Prinsip berikutnya adalah mendengar. Jika anda bermain bersama 4 pemain musik hebat diatas panggung dan tidak ada yang saling mendengarkan satu sama lain, setiap orang bermain dengan kehebatannya sendiri, maka musiknya akan terdengar jelek, dan kehebatan setiap pemain akan jatuh. Tapi jika kita saling mendengarkan dalam bermain, maka musiknya akan terdengar bagus dan pada titik ini tidak ada pemain yang lebih hebat dibanding pemain lainnya. Hal ini bisa juga diaplikasikan didalam kelas, dimana kita semua harus bisa saling dengar, tidak peduli anda dosen atau mahasiswa. Jika didalam kelas kita saling mendengarkan, maka kita akan membuat sebuah proses pembelajaran yang lebih maksimal dalam mencapai sasaran belajarnya atau dalam bermusik, akan tercipta musik yang nikmat didengar.

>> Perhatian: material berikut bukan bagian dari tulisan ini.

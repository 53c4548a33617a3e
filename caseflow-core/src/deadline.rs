//! Business-hour deadline calculation.
//!
//! A business hour is an hour that lands on Monday through Friday (UTC). There
//! is no holiday calendar and no per-tenant timezone.

use crate::Timestamp;
use chrono::{Datelike, Duration, Weekday};

/// Default length of the acceptance window, in business hours.
pub const DEFAULT_ACCEPTANCE_WINDOW_HOURS: u32 = 24;

/// Whether the instant falls on a weekday.
pub fn is_business_day(ts: Timestamp) -> bool {
    !matches!(ts.weekday(), Weekday::Sat | Weekday::Sun)
}

/// Advance `start` by `hours` business hours.
///
/// Walks one hour at a time; a step counts when the instant it lands on is a
/// business day. Friday 17:00 plus 24 hours is Monday 17:00.
pub fn add_business_hours(start: Timestamp, hours: u32) -> Timestamp {
    let step = Duration::hours(1);
    let mut current = start;
    let mut counted = 0;
    while counted < hours {
        current += step;
        if is_business_day(current) {
            counted += 1;
        }
    }
    current
}

/// Acceptance deadline for an assignment made at `assigned_date`.
pub fn compute_deadline(assigned_date: Timestamp) -> Timestamp {
    add_business_hours(assigned_date, DEFAULT_ACCEPTANCE_WINDOW_HOURS)
}

/// Number of whole business hours stepped through between `start` and `end`.
///
/// Inverse of [`add_business_hours`]: `business_hours_between(s, add_business_hours(s, n)) == n`.
/// Returns 0 when `end <= start`.
pub fn business_hours_between(start: Timestamp, end: Timestamp) -> u32 {
    let step = Duration::hours(1);
    let mut current = start;
    let mut counted = 0;
    while current + step <= end {
        current += step;
        if is_business_day(current) {
            counted += 1;
        }
    }
    counted
}

#[cfg(test)]
mod tests {
    use super::*;
    use chrono::{TimeZone, Utc};
    use proptest::prelude::*;

    fn at(y: i32, m: u32, d: u32, h: u32) -> Timestamp {
        Utc.with_ymd_and_hms(y, m, d, h, 0, 0).unwrap()
    }

    // 2024-03-01 is a Friday.

    #[test]
    fn test_friday_evening_rolls_to_monday() {
        assert_eq!(compute_deadline(at(2024, 3, 1, 17)), at(2024, 3, 4, 17));
    }

    #[test]
    fn test_monday_morning_is_next_day() {
        assert_eq!(compute_deadline(at(2024, 3, 4, 10)), at(2024, 3, 5, 10));
    }

    #[test]
    fn test_wednesday_is_next_day() {
        assert_eq!(compute_deadline(at(2024, 3, 6, 9)), at(2024, 3, 7, 9));
    }

    #[test]
    fn test_saturday_start_lands_on_monday() {
        // Nothing counts until Monday 00:00, which is the first business hour.
        assert_eq!(compute_deadline(at(2024, 3, 2, 12)), at(2024, 3, 4, 23));
    }

    #[test]
    fn test_zero_hours_is_identity() {
        let start = at(2024, 3, 2, 12);
        assert_eq!(add_business_hours(start, 0), start);
    }

    #[test]
    fn test_is_business_day() {
        assert!(is_business_day(at(2024, 3, 1, 23)));
        assert!(!is_business_day(at(2024, 3, 2, 0)));
        assert!(!is_business_day(at(2024, 3, 3, 23)));
        assert!(is_business_day(at(2024, 3, 4, 0)));
    }

    #[test]
    fn test_business_hours_between_weekend() {
        assert_eq!(business_hours_between(at(2024, 3, 1, 17), at(2024, 3, 4, 17)), 24);
        assert_eq!(business_hours_between(at(2024, 3, 2, 0), at(2024, 3, 3, 23)), 0);
        assert_eq!(business_hours_between(at(2024, 3, 4, 10), at(2024, 3, 4, 9)), 0);
    }

    fn arb_timestamp() -> impl Strategy<Value = Timestamp> {
        // 2020-01-01 .. 2030-01-01, minute resolution
        (1_577_836_800i64..1_893_456_000i64)
            .prop_map(|secs| Utc.timestamp_opt(secs - secs % 60, 0).unwrap())
    }

    proptest! {
        #[test]
        fn prop_deadline_counts_exactly_the_window(start in arb_timestamp()) {
            let deadline = compute_deadline(start);
            prop_assert_eq!(
                business_hours_between(start, deadline),
                DEFAULT_ACCEPTANCE_WINDOW_HOURS
            );
        }

        #[test]
        fn prop_deadline_lands_on_business_day(start in arb_timestamp()) {
            prop_assert!(is_business_day(compute_deadline(start)));
        }

        #[test]
        fn prop_deadline_span_is_bounded(start in arb_timestamp()) {
            let span = compute_deadline(start) - start;
            prop_assert!(span >= Duration::hours(24));
            prop_assert!(span <= Duration::hours(72));
        }

        #[test]
        fn prop_add_business_hours_is_additive(start in arb_timestamp(), a in 0u32..60, b in 0u32..60) {
            prop_assert_eq!(
                add_business_hours(add_business_hours(start, a), b),
                add_business_hours(start, a + b)
            );
        }
    }
}
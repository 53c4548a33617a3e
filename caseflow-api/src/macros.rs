//! Utility macros for reducing boilerplate

/// Macro to implement `FromRef<AppState>` for state extractors.
///
/// # Example
/// ```ignore
/// impl_from_ref!(Arc<AssignmentOrchestrator>, orchestrator);
/// // Expands to:
/// impl axum::extract::FromRef<AppState> for Arc<AssignmentOrchestrator> {
///     fn from_ref(state: &AppState) -> Self {
///         state.orchestrator.clone()
///     }
/// }
/// ```
#[macro_export]
macro_rules! impl_from_ref {
    ($type:ty, $field:ident) => {
        impl axum::extract::FromRef<$crate::state::AppState> for $type {
            fn from_ref(state: &$crate::state::AppState) -> Self {
                state.$field.clone()
            }
        }
    };
}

Prinsip ketiga adalah saling menguatkan (empowering). Ini ada hubungannya dengan prinsip pertama dan kedua. Victor menceritakan pengalamannya mengajak seorang penonton naik ke atas panggung dan memintanya memegang bass dan pemain lain mulai memainkan musik. Penonton yang bukan pemain profesional mulai merasakan 'groove' dan tubuhnya mulai bergoyang. Tanpa terasa dia mulai memainkan bass-nya dan bermain seolah pemain profesional lainnya di panggung. Tiba-tiba, audiens disuguhkan musik yang renyah terdengar. Tanpa terasa kehebatan pemain band lain membuatnya menjadi pemain bass hebat. Sampai saat ini, dia masih terus bermain bass.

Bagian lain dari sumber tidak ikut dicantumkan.